A Very Kacey Christmas is a third studio album and first Christmas album by American country music artist Kacey Musgraves, released on October 28, 2016, through Mercury Nashville. Overall, it is Musgraves' sixth album, her third studio album, and first Christmas album. Produced by Musgraves, Kyle Ryan and Misa Arriaga, it features eight traditional Christmas songs and four originals. Special guest artists include Willie Nelson, The Quebe Sisters and Leon Bridges.

Background and recording
Musgraves first announced she was working on a Christmas album on June 1, 2016, before a formal announcement came on September 7, 2016. In an interview with Rolling Stone published on September 8, 2016, Musgraves called working on the album "one of the most enriching musical experiences." On recording the album, she states, "I really wanted to create a whimsical throwback holiday record, one that evokes feelings of nostalgia and simpler times. I think that the fine musicians and brains that were a part of this project have helped me create a body of music that can be added to people's classic collections."
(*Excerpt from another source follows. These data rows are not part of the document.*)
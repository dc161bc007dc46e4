//! The compute-graph harness built on `cafberiht`.
//!
//! [`CoreType`](ops::CoreType) enumerates the operations of a transformer
//! graph, [`CoreInterface`](mixin::CoreInterface) is the per-operation
//! element and [`CoreCafberiht`] holds the first
//! [`CAFBERIHT_WIDTH`] of them. Walking it with
//! [`AdditionMixin`](mixin::AdditionMixin) adds one random draw per
//! even-numbered operation.

pub mod cli;
pub mod config;
pub mod layout;
pub mod mixin;
pub mod ops;
pub mod telemetry;

pub use config::{CoreAggregator, CoreCafberiht, CAFBERIHT_WIDTH};

use cafberiht::VisitAll;
use mixin::{Accumulator, AdditionMixin};

/// Walks `container` with [`AdditionMixin`] into a fresh accumulator.
pub fn accumulate<C>(container: &mut C) -> Accumulator
where
    C: VisitAll<AdditionMixin, Accumulator>,
{
    let mut accumulator = Accumulator::new();
    container.visit_all(&mut accumulator);
    accumulator
}
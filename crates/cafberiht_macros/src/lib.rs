mod container;
mod element;
mod enumerator;

use proc_macro::TokenStream;
use syn::{parse_macro_input, DeriveInput};

// ============================================================================
// #[derive(Enumerator)]
// ============================================================================

/// Derive macro for the `Enumerator` trait.
///
/// # Usage
///
/// ```ignore
/// #[derive(Clone, Copy, Debug, PartialEq, Eq, Enumerator)]
/// enum CoreType {
///     AttnQ,
///     AttnK,
///     #[enumerator(name = "kq_soft_max")]
///     KqSoftMax,
///     #[enumerator(count)]
///     Count,
/// }
/// ```
///
/// - Variants must be fieldless and must not carry explicit discriminants;
///   their identity is their declaration index.
/// - The last variant must be marked `#[enumerator(count)]`. It is the
///   sentinel and is not a member of the set.
/// - `#[enumerator(name = "...")]` overrides the default snake_case name.
///
/// Also implements `Display`, `FromStr` and `TryFrom<u64>`.
#[proc_macro_derive(Enumerator, attributes(enumerator))]
pub fn derive_enumerator(input: TokenStream) -> TokenStream {
    let input = parse_macro_input!(input as DeriveInput);
    enumerator::expand(&input)
        .unwrap_or_else(syn::Error::into_compile_error)
        .into()
}

// ============================================================================
// #[derive(Element)]
// ============================================================================

/// Derive macro for the `Element` trait.
///
/// # Usage
///
/// ```ignore
/// #[derive(Debug, Default, Element)]
/// #[element(enumerator = CoreType)]
/// struct CoreInterface<const E: u64> {
///     kernel_iteration_count: u64,
/// }
/// ```
///
/// The struct must have exactly one `const _: u64` parameter, the enumerator
/// value it is keyed on. Besides `Element`, the derive implements
/// `Index<Tag<E>>` and `IndexMut<Tag<E>>` returning the element itself.
#[proc_macro_derive(Element, attributes(element))]
pub fn derive_element(input: TokenStream) -> TokenStream {
    let input = parse_macro_input!(input as DeriveInput);
    element::expand(&input)
        .unwrap_or_else(syn::Error::into_compile_error)
        .into()
}

// ============================================================================
// cafberiht! { ... }
// ============================================================================

/// Declares containers.
///
/// # Usage
///
/// ```ignore
/// cafberiht! {
///     /// Every attention projection, in graph order.
///     #[derive(Debug)]
///     pub struct Attention: CoreInterface<CoreType> = [
///         CoreType::AttnQ,
///         CoreType::AttnK,
///         CoreType::AttnV,
///     ];
///
///     pub struct Default10: CoreInterface<CoreType> = first(10) as CoreAggregator;
/// }
/// ```
///
/// Layout entries are enumerator paths or integer literals (any constant
/// expression castable to `u64` is accepted). `first(N)` is the first `N`
/// enumerators. The optional `as Aggregator` clause checks at compile time
/// that the layout equals the aggregator's `VALUES`.
#[proc_macro]
pub fn cafberiht(input: TokenStream) -> TokenStream {
    let input = parse_macro_input!(input as container::Definitions);
    TokenStream::from(container::expand(&input))
}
Musgraves describes the album as "part western swing sprinkled with bits of classic pop, hazy Hawaiian moments and child-like fun that all comes to a nostalgic, melancholy end and ultimately is very 'me,'" and adds, "There can be a touch of sad feelings and memories during the holiday season for a lot of people so I knew when I went in to write I wanted to include all the emotions this time of year can bring out."

Promotion
In support of the album, Musgraves embarked on the "A Very Kacey Christmas" tour. It began November 26, 2016, in Windsor, Ontario, and concluded on December 21, 2016, in Fort Worth, TX. The tour's production was bigger than a typical Musgraves tour. In addition to her band it featured a strings section, an accordion, bass, saxophone, clarinet and backup singers.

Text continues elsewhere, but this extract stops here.